His disgust and resentment burned so deeply that the beer glass was empty before he knew it. His parents had not brought him up to risk himself in this way. How would he explain it to them, when he could no longer explain it to himself? As a “guardian of society,” who was he actually protecting?

His original goal of working his way up to the rank of detective seemed like a bad joke to him, now. Chasing down thieves and arresting wife beaters was never going to bring him the sort of action that moves an officer up the ranks. His beat could kill him at the drop of a hat, but it wasn’t going to get him any glory.

And of course, somebody up there knew that. As for the city mucky-mucks he took orders from, reports were coming into City Hall of officials whose mansions were not covered for earthquake damage, so they set fire to their own homes, which all had fire insurance as required under the law. Entire insurance companies were now teetering on the brink of bankruptcy while these hogs were helping to collapse the system so that they could build themselves bigger mansions next time.

What was he doing? Life had slapped him to the ground so hard during his rookie year that it had been hard not to take it as a direct repudiation from God. In a single day, his wife and infant daughter disappeared, leaving him haunted by the sense that if he had cho-
sen some other line of work, their deaths would not have happened. And yet after almost ten years of burying his grief and his rage in his dedication to his work, this is where it put him: seated in a nasty, smoke-stained tent that served as a temporary tavern of the crudest possible nature, drinking alcohol on duty, right out in the open among the very people he patrolled every night. And so what?

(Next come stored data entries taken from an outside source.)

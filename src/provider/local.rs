//! Built-in resource types that act on the local machine.
//!
//! `local_file` writes a file; its `path` cannot change in place.
//! `null_resource` has no real object; changing its `triggers` replaces it.

use async_trait::async_trait;
use std::path::{Path, PathBuf};
use tokio::fs;
use tracing::debug;
use uuid::Uuid;

use crate::config::{hash_bytes, Attributes, Value};
use crate::error::{ProvisionError, ProvisionResult};

use super::{Created, Provisioner, ResourceSchema};

/// Provisioner for `local_file`.
#[derive(Debug, Clone)]
pub struct LocalFileProvisioner {
    base_dir: PathBuf,
}

/// Provisioner for `null_resource`.
#[derive(Debug, Clone, Default)]
pub struct NullResourceProvisioner;

impl LocalFileProvisioner {
    /// Creates a provisioner resolving relative paths against `base_dir`.
    #[must_use]
    pub fn new(base_dir: impl Into<PathBuf>) -> Self {
        Self {
            base_dir: base_dir.into(),
        }
    }

    fn resolve(&self, path: &str) -> PathBuf {
        let path = Path::new(path);
        if path.is_absolute() {
            path.to_path_buf()
        } else {
            self.base_dir.join(path)
        }
    }

    async fn write(&self, path: &str, content: &str) -> ProvisionResult<()> {
        let full = self.resolve(path);
        if let Some(parent) = full.parent() {
            fs::create_dir_all(parent)
                .await
                .map_err(|e| ProvisionError::api(format!("cannot create {}: {e}", parent.display())))?;
        }
        fs::write(&full, content)
            .await
            .map_err(|e| ProvisionError::api(format!("cannot write {}: {e}", full.display())))?;
        debug!("Wrote {} byte(s) to {}", content.len(), full.display());
        Ok(())
    }
}

fn string_attribute<'a>(attributes: &'a Attributes, name: &str) -> ProvisionResult<Option<&'a str>> {
    match attributes.get(name) {
        None => Ok(None),
        Some(Value::String(s)) => Ok(Some(s)),
        Some(other) => Err(ProvisionError::invalid(format!(
            "'{name}' must be a string, got {other}"
        ))),
    }
}

fn file_attributes(path: &str, content: &str) -> Attributes {
    [
        ("path".to_string(), Value::from(path)),
        ("content".to_string(), Value::from(content)),
        ("id".to_string(), Value::from(path)),
        ("content_sha256".to_string(), Value::from(hash_bytes(content.as_bytes()))),
        ("size".to_string(), Value::from(content.len() as u64)),
    ]
    .into()
}

#[async_trait]
impl Provisioner for LocalFileProvisioner {
    fn schema(&self) -> ResourceSchema {
        ResourceSchema::new()
            .with_replacement(["path"])
            .with_computed(["id", "content_sha256", "size"])
    }

    async fn create(&self, attributes: &Attributes) -> ProvisionResult<Created> {
        let path = string_attribute(attributes, "path")?
            .ok_or_else(|| ProvisionError::invalid("'path' is required"))?;
        let content = string_attribute(attributes, "content")?.unwrap_or_default();

        self.write(path, content).await?;
        Ok(Created {
            real_id: path.to_string(),
            attributes: file_attributes(path, content),
        })
    }

    async fn read(&self, real_id: &str) -> ProvisionResult<Option<Attributes>> {
        match fs::read_to_string(self.resolve(real_id)).await {
            Ok(content) => Ok(Some(file_attributes(real_id, &content))),
            Err(e) if e.kind() == std::io::ErrorKind::NotFound => Ok(None),
            Err(e) => Err(ProvisionError::api(format!("cannot read {real_id}: {e}"))),
        }
    }

    async fn update(&self, real_id: &str, attributes: &Attributes) -> ProvisionResult<Attributes> {
        let content = string_attribute(attributes, "content")?.unwrap_or_default();
        self.write(real_id, content).await?;
        Ok(file_attributes(real_id, content))
    }

    async fn delete(&self, real_id: &str) -> ProvisionResult<()> {
        match fs::remove_file(self.resolve(real_id)).await {
            Ok(()) => Ok(()),
            Err(e) if e.kind() == std::io::ErrorKind::NotFound => Err(ProvisionError::NotFound {
                real_id: real_id.to_string(),
            }),
            Err(e) => Err(ProvisionError::api(format!("cannot delete {real_id}: {e}"))),
        }
    }
}

impl NullResourceProvisioner {
    /// Creates the provisioner.
    #[must_use]
    pub const fn new() -> Self {
        Self
    }
}

#[async_trait]
impl Provisioner for NullResourceProvisioner {
    fn schema(&self) -> ResourceSchema {
        ResourceSchema::new()
            .with_replacement(["triggers"])
            .with_computed(["id"])
    }

    async fn create(&self, attributes: &Attributes) -> ProvisionResult<Created> {
        if let Some(triggers) = attributes.get("triggers")
            && triggers.as_map().is_none()
        {
            return Err(ProvisionError::invalid("'triggers' must be a map"));
        }
        let real_id = Uuid::new_v4().simple().to_string();
        let mut created = attributes.clone();
        created.insert("id".to_string(), Value::from(real_id.as_str()));
        Ok(Created {
            real_id,
            attributes: created,
        })
    }

    async fn read(&self, real_id: &str) -> ProvisionResult<Option<Attributes>> {
        Ok(Some([("id".to_string(), Value::from(real_id))].into()))
    }

    async fn update(&self, real_id: &str, attributes: &Attributes) -> ProvisionResult<Attributes> {
        let mut updated = attributes.clone();
        updated.insert("id".to_string(), Value::from(real_id));
        Ok(updated)
    }

    async fn delete(&self, _real_id: &str) -> ProvisionResult<()> {
        Ok(())
    }
}

#[cfg(test)]
mod tests {
    use super::*;
    use tempfile::TempDir;

    fn attrs(path: &str, content: &str) -> Attributes {
        [
            ("path".to_string(), Value::from(path)),
            ("content".to_string(), Value::from(content)),
        ]
        .into()
    }

    #[tokio::test]
    async fn test_local_file_lifecycle() {
        let dir = TempDir::new().unwrap();
        let provisioner = LocalFileProvisioner::new(dir.path());

        let created = provisioner.create(&attrs("out/motd.txt", "hello")).await.unwrap();
        assert_eq!(created.real_id, "out/motd.txt");
        assert_eq!(created.attributes["size"], Value::from(5_u64));
        assert_eq!(
            std::fs::read_to_string(dir.path().join("out/motd.txt")).unwrap(),
            "hello"
        );

        let updated = provisioner
            .update("out/motd.txt", &attrs("out/motd.txt", "bye"))
            .await
            .unwrap();
        assert_eq!(updated["content"], Value::from("bye"));

        let read = provisioner.read("out/motd.txt").await.unwrap().unwrap();
        assert_eq!(read, updated);

        provisioner.delete("out/motd.txt").await.unwrap();
        assert!(provisioner.read("out/motd.txt").await.unwrap().is_none());
        assert!(matches!(
            provisioner.delete("out/motd.txt").await,
            Err(ProvisionError::NotFound { .. })
        ));
    }

    #[tokio::test]
    async fn test_local_file_requires_path() {
        let provisioner = LocalFileProvisioner::new(".");
        let err = provisioner.create(&Attributes::new()).await.unwrap_err();
        assert!(matches!(err, ProvisionError::InvalidAttributes { .. }));
    }

    #[tokio::test]
    async fn test_null_resource_assigns_id() {
        let provisioner = NullResourceProvisioner::new();
        let triggers: Attributes = [(
            "triggers".to_string(),
            Value::Map([("v".to_string(), Value::from("1"))].into()),
        )]
        .into();
        let created = provisioner.create(&triggers).await.unwrap();
        assert_eq!(created.attributes["id"], Value::from(created.real_id.as_str()));
        assert!(created.attributes.contains_key("triggers"));

        let bad: Attributes = [("triggers".to_string(), Value::from("x"))].into();
        assert!(provisioner.create(&bad).await.is_err());
    }
}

It was still dark out while Tommie drove his one-horse rig up to the northern tip of the San Francisco peninsula. He steered the big draft animal down the rutted road leading to the rocky shoreline. The Pacific Ocean flowed into the San Francisco Bay through the narrow Golden Gate, and Tommie was parked near the narrowest part of the strait. The opposite shore lay less than a mile away, swallowed in the darkness and the fog. A relentless current of six or seven miles an hour swept everything before it into the bay when tides were rising, and then back out to the open sea when they drained back out.

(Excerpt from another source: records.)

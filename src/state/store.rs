//! State store trait definition.
//!
//! This module defines the common interface for state storage backends.
//! Every mutation goes through `put`/`remove`, which check the caller's
//! expected serial against the stored one.

use async_trait::async_trait;
use tracing::info;

use crate::config::ResourceAddress;
use crate::error::{ForgeError, PlanError, Result, StateError};

use super::lock::LockInfo;
use super::types::{RunHistoryEntry, RunOperation, StateRecord, StateSnapshot};

/// Trait for state storage backends.
#[async_trait]
pub trait StateStore: Send + Sync {
    /// Loads the backing data. Must be called before any other operation.
    async fn open(&self) -> Result<()>;

    /// Persists any buffered data.
    async fn flush(&self) -> Result<()>;

    /// Returns the record at an address.
    async fn get(&self, address: &ResourceAddress) -> Result<Option<StateRecord>>;

    /// Commits a record.
    ///
    /// `expected_serial` is the serial of the record the caller last saw,
    /// or 0 if it saw none. Returns the committed record with its new serial.
    async fn put(
        &self,
        address: &ResourceAddress,
        record: StateRecord,
        expected_serial: u64,
    ) -> Result<StateRecord>;

    /// Removes a record, with the same serial check as `put`.
    async fn remove(&self, address: &ResourceAddress, expected_serial: u64) -> Result<Option<StateRecord>>;

    /// Returns a consistent copy of all records in address order.
    async fn snapshot(&self) -> Result<StateSnapshot>;

    /// Appends a run history entry.
    async fn append_history(&self, entry: RunHistoryEntry) -> Result<()>;

    /// Returns the run history, oldest first.
    async fn history(&self) -> Result<Vec<RunHistoryEntry>>;

    /// Acquires the run lock.
    async fn acquire_lock(&self, holder: &str) -> Result<LockInfo>;

    /// Releases the run lock.
    async fn release_lock(&self, lock_id: &str) -> Result<()>;

    /// Gets current lock information if locked.
    async fn lock_info(&self) -> Result<Option<LockInfo>>;

    /// Gets the backend type name.
    fn backend_type(&self) -> &'static str;
}

#[async_trait]
impl StateStore for Box<dyn StateStore> {
    async fn open(&self) -> Result<()> {
        (**self).open().await
    }

    async fn flush(&self) -> Result<()> {
        (**self).flush().await
    }

    async fn get(&self, address: &ResourceAddress) -> Result<Option<StateRecord>> {
        (**self).get(address).await
    }

    async fn put(
        &self,
        address: &ResourceAddress,
        record: StateRecord,
        expected_serial: u64,
    ) -> Result<StateRecord> {
        (**self).put(address, record, expected_serial).await
    }

    async fn remove(&self, address: &ResourceAddress, expected_serial: u64) -> Result<Option<StateRecord>> {
        (**self).remove(address, expected_serial).await
    }

    async fn snapshot(&self) -> Result<StateSnapshot> {
        (**self).snapshot().await
    }

    async fn append_history(&self, entry: RunHistoryEntry) -> Result<()> {
        (**self).append_history(entry).await
    }

    async fn history(&self) -> Result<Vec<RunHistoryEntry>> {
        (**self).history().await
    }

    async fn acquire_lock(&self, holder: &str) -> Result<LockInfo> {
        (**self).acquire_lock(holder).await
    }

    async fn release_lock(&self, lock_id: &str) -> Result<()> {
        (**self).release_lock(lock_id).await
    }

    async fn lock_info(&self) -> Result<Option<LockInfo>> {
        (**self).lock_info().await
    }

    fn backend_type(&self) -> &'static str {
        (**self).backend_type()
    }
}

/// Moves a record to a new address through the conflict-checked path.
///
/// Returns the record committed at `to`.
///
/// # Errors
///
/// Returns [`PlanError::InvalidMove`] if `from` is not recorded or `to`
/// already is, and a state error if either write conflicts.
pub async fn move_record<S>(store: &S, from: &ResourceAddress, to: &ResourceAddress) -> Result<StateRecord>
where
    S: StateStore + ?Sized,
{
    let invalid = |reason: &str| {
        ForgeError::Plan(PlanError::InvalidMove {
            from: from.clone(),
            to: to.clone(),
            reason: reason.to_string(),
        })
    };

    let Some(record) = store.get(from).await? else {
        return Err(invalid("source address is not in state"));
    };
    if store.get(to).await?.is_some() {
        return Err(invalid("destination address is already in state"));
    }

    let serial = record.serial;
    let mut moved = record;
    moved.address = to.clone();
    let committed = store.put(to, moved, 0).await?;
    store.remove(from, serial).await?;

    info!("Moved {from} to {to}");
    Ok(committed)
}

/// Removes a record regardless of its serial, for `state rm`.
///
/// # Errors
///
/// Returns an error if the record does not exist or the write fails.
pub async fn forget_record<S>(store: &S, address: &ResourceAddress) -> Result<StateRecord>
where
    S: StateStore + ?Sized,
{
    let record = store.get(address).await?.ok_or_else(|| {
        ForgeError::State(StateError::storage(format!("{address} is not in state")))
    })?;
    store.remove(address, record.serial).await?;

    let mut entry = RunHistoryEntry::new(RunOperation::Remove);
    entry.succeeded = 1;
    store.append_history(entry).await?;
    info!("Removed {address} from state");
    Ok(record)
}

With a little push, any floating object would either join the rush toward the bayside shoreline or disappear out to sea over the western horizon, all depending on the direction of the tides. At several points during the drive up, Tommie had found himself debating whether there was more merit in letting a body disappear at sea or causing a bold statement to wash up onto any of the Bay’s public beaches.

He appreciated the value of secrecy, living as he did behind veils of it, but he was repeatedly swamped by the giddy sensations that rushed through him when he pictured the unsuspecting beach-goers who might encounter his handiwork and vomit on the spot.

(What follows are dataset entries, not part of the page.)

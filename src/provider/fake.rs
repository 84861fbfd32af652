//! Recording provisioner for engine tests.
//!
//! Objects live in a shared [`FakeCloud`]. Every call records an
//! [`Event`] with start and end ticks from one global counter, so tests
//! can assert that one operation finished before another started.
//!
//! Attribute hooks: `fail = true` fails create/update, `fail_delete = true`
//! fails delete, `delay_ms = N` sleeps before answering.

use async_trait::async_trait;
use std::collections::BTreeMap;
use std::sync::atomic::{AtomicU64, AtomicUsize, Ordering};
use std::sync::{Arc, Mutex};
use std::time::Duration;

use crate::config::{Attributes, Value};
use crate::error::{ProvisionError, ProvisionResult};

use super::{Created, ProviderRegistry, Provisioner, ResourceSchema};

/// Operation kind recorded by the fake.
#[derive(Debug, Clone, Copy, PartialEq, Eq)]
pub enum Op {
    Create,
    Read,
    Update,
    Delete,
}

/// One recorded call.
#[derive(Debug, Clone)]
pub struct Event {
    pub op: Op,
    /// The object's `name` attribute, or its real id when unnamed.
    pub label: String,
    pub real_id: String,
    pub start: u64,
    pub end: u64,
    pub ok: bool,
}

/// Shared world the fake provisioners act on.
#[derive(Debug, Default)]
pub struct FakeCloud {
    objects: Mutex<BTreeMap<String, Attributes>>,
    events: Mutex<Vec<Event>>,
    ticks: AtomicU64,
    next_id: AtomicU64,
    in_flight: AtomicUsize,
    max_in_flight: AtomicUsize,
}

/// Provisioner backed by a [`FakeCloud`].
#[derive(Debug, Clone)]
pub struct FakeProvisioner {
    cloud: Arc<FakeCloud>,
    kind: String,
}

struct InFlight<'a>(&'a FakeCloud);

impl Drop for InFlight<'_> {
    fn drop(&mut self) {
        self.0.in_flight.fetch_sub(1, Ordering::SeqCst);
    }
}

impl FakeCloud {
    pub fn new() -> Arc<Self> {
        Arc::new(Self::default())
    }

    /// Registry with one fake provisioner per type name.
    pub fn registry(self: &Arc<Self>, types: &[&str]) -> ProviderRegistry {
        let mut registry = ProviderRegistry::new();
        for kind in types {
            registry.register(
                *kind,
                Arc::new(FakeProvisioner {
                    cloud: Arc::clone(self),
                    kind: (*kind).to_string(),
                }),
            );
        }
        registry
    }

    pub fn events(&self) -> Vec<Event> {
        self.events.lock().unwrap().clone()
    }

    /// Events of one kind, in completion order.
    pub fn events_of(&self, op: Op) -> Vec<Event> {
        self.events().into_iter().filter(|e| e.op == op).collect()
    }

    /// First successful event of `op` for `label`.
    pub fn find(&self, op: Op, label: &str) -> Option<Event> {
        self.events()
            .into_iter()
            .find(|e| e.op == op && e.ok && e.label == label)
    }

    /// Number of mutating calls (create, update, delete).
    pub fn mutations(&self) -> usize {
        self.events().iter().filter(|e| e.op != Op::Read).count()
    }

    pub fn max_in_flight(&self) -> usize {
        self.max_in_flight.load(Ordering::SeqCst)
    }

    pub fn object(&self, real_id: &str) -> Option<Attributes> {
        self.objects.lock().unwrap().get(real_id).cloned()
    }

    pub fn object_count(&self) -> usize {
        self.objects.lock().unwrap().len()
    }

    /// Changes an object behind the engine's back.
    pub fn tamper(&self, real_id: &str, attribute: &str, value: Value) {
        if let Some(attrs) = self.objects.lock().unwrap().get_mut(real_id) {
            attrs.insert(attribute.to_string(), value);
        }
    }

    /// Deletes an object behind the engine's back.
    pub fn vanish(&self, real_id: &str) {
        self.objects.lock().unwrap().remove(real_id);
    }

    fn tick(&self) -> u64 {
        self.ticks.fetch_add(1, Ordering::SeqCst)
    }

    fn enter(&self) -> InFlight<'_> {
        let now = self.in_flight.fetch_add(1, Ordering::SeqCst) + 1;
        self.max_in_flight.fetch_max(now, Ordering::SeqCst);
        InFlight(self)
    }

    fn record(&self, op: Op, label: String, real_id: String, start: u64, ok: bool) {
        let end = self.tick();
        self.events.lock().unwrap().push(Event {
            op,
            label,
            real_id,
            start,
            end,
            ok,
        });
    }
}

fn label_of(attributes: &Attributes, real_id: &str) -> String {
    attributes
        .get("name")
        .and_then(Value::as_str)
        .map_or_else(|| real_id.to_string(), ToString::to_string)
}

fn flag(attributes: &Attributes, name: &str) -> bool {
    matches!(attributes.get(name), Some(Value::Bool(true)))
}

async fn delay(attributes: &Attributes) {
    if let Some(Value::Number(n)) = attributes.get("delay_ms")
        && let Some(ms) = n.as_u64()
    {
        tokio::time::sleep(Duration::from_millis(ms)).await;
    }
}

#[async_trait]
impl Provisioner for FakeProvisioner {
    fn schema(&self) -> ResourceSchema {
        ResourceSchema::new()
            .with_replacement(["image", "zone"])
            .with_computed(["id", "arn"])
    }

    async fn create(&self, attributes: &Attributes) -> ProvisionResult<Created> {
        let cloud = &self.cloud;
        let _guard = cloud.enter();
        let start = cloud.tick();
        delay(attributes).await;

        let real_id = format!(
            "{}-{}",
            self.kind,
            cloud.next_id.fetch_add(1, Ordering::SeqCst) + 1
        );
        let label = label_of(attributes, &real_id);
        if flag(attributes, "fail") {
            cloud.record(Op::Create, label, real_id, start, false);
            return Err(ProvisionError::api("injected create failure"));
        }

        let mut created = attributes.clone();
        created.insert("id".to_string(), Value::from(real_id.as_str()));
        created.insert(
            "arn".to_string(),
            Value::from(format!("arn:fake:{}", real_id)),
        );
        cloud
            .objects
            .lock()
            .unwrap()
            .insert(real_id.clone(), created.clone());
        cloud.record(Op::Create, label, real_id.clone(), start, true);
        Ok(Created {
            real_id,
            attributes: created,
        })
    }

    async fn read(&self, real_id: &str) -> ProvisionResult<Option<Attributes>> {
        let start = self.cloud.tick();
        let found = self.cloud.object(real_id);
        let label = found
            .as_ref()
            .map_or_else(|| real_id.to_string(), |a| label_of(a, real_id));
        self.cloud
            .record(Op::Read, label, real_id.to_string(), start, true);
        Ok(found)
    }

    async fn update(&self, real_id: &str, attributes: &Attributes) -> ProvisionResult<Attributes> {
        let cloud = &self.cloud;
        let _guard = cloud.enter();
        let start = cloud.tick();
        delay(attributes).await;

        let label = label_of(attributes, real_id);
        if flag(attributes, "fail") {
            cloud.record(Op::Update, label, real_id.to_string(), start, false);
            return Err(ProvisionError::api("injected update failure"));
        }
        let mut objects = cloud.objects.lock().unwrap();
        let Some(existing) = objects.get_mut(real_id) else {
            drop(objects);
            cloud.record(Op::Update, label, real_id.to_string(), start, false);
            return Err(ProvisionError::NotFound {
                real_id: real_id.to_string(),
            });
        };
        let mut updated = attributes.clone();
        for computed in ["id", "arn"] {
            if let Some(value) = existing.get(computed) {
                updated.insert(computed.to_string(), value.clone());
            }
        }
        *existing = updated.clone();
        drop(objects);
        cloud.record(Op::Update, label, real_id.to_string(), start, true);
        Ok(updated)
    }

    async fn delete(&self, real_id: &str) -> ProvisionResult<()> {
        let cloud = &self.cloud;
        let _guard = cloud.enter();
        let start = cloud.tick();
        let existing = cloud.object(real_id);
        if let Some(attrs) = &existing {
            delay(attrs).await;
        }

        let label = existing
            .as_ref()
            .map_or_else(|| real_id.to_string(), |a| label_of(a, real_id));
        match existing {
            None => {
                cloud.record(Op::Delete, label, real_id.to_string(), start, false);
                Err(ProvisionError::NotFound {
                    real_id: real_id.to_string(),
                })
            }
            Some(attrs) if flag(&attrs, "fail_delete") => {
                cloud.record(Op::Delete, label, real_id.to_string(), start, false);
                Err(ProvisionError::api("injected delete failure"))
            }
            Some(_) => {
                cloud.objects.lock().unwrap().remove(real_id);
                cloud.record(Op::Delete, label, real_id.to_string(), start, true);
                Ok(())
            }
        }
    }
}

Humor won the internal debate.

He would dispose of the body while the tide was coming in, guaranteeing that Friar John would have himself one final opportunity to present his naked carcass to the view of small children.

Whatever was left of him by then, Tommie cackled. Given the cold seawater and nibbly fishes, he was still going to castrate his victim, but this time he would use Mother Nature instead of a heavy-bladed knife.

The darkened sea break was deserted at that hour, and he had no problem in avoiding detection while he parked the buggy and stepped around to the back. He grabbed Friar John’s carcass by the ropes and pulled the fabric cocoon out and onto the ground. The water’s edge was only a few yards away at that point, but to get the body there he would have to traverse a row of jagged boulders and fist-sized rocks.

Tommie was wiry and fit, but he was smaller than his passenger by a good six inches in height and by thirty or forty pounds. There was no way to carry the load over that terrain. He would have to drag the cocoon by its ropes. That was just as well. To carry the thing any distance involved far too much close contact, given the virulence of the disease. There was surely no good reason to touch the thing. So Tommie put his strength into it and dragged his burden across the rocks, yard by gasping yard, until he was nearly at the water’s edge.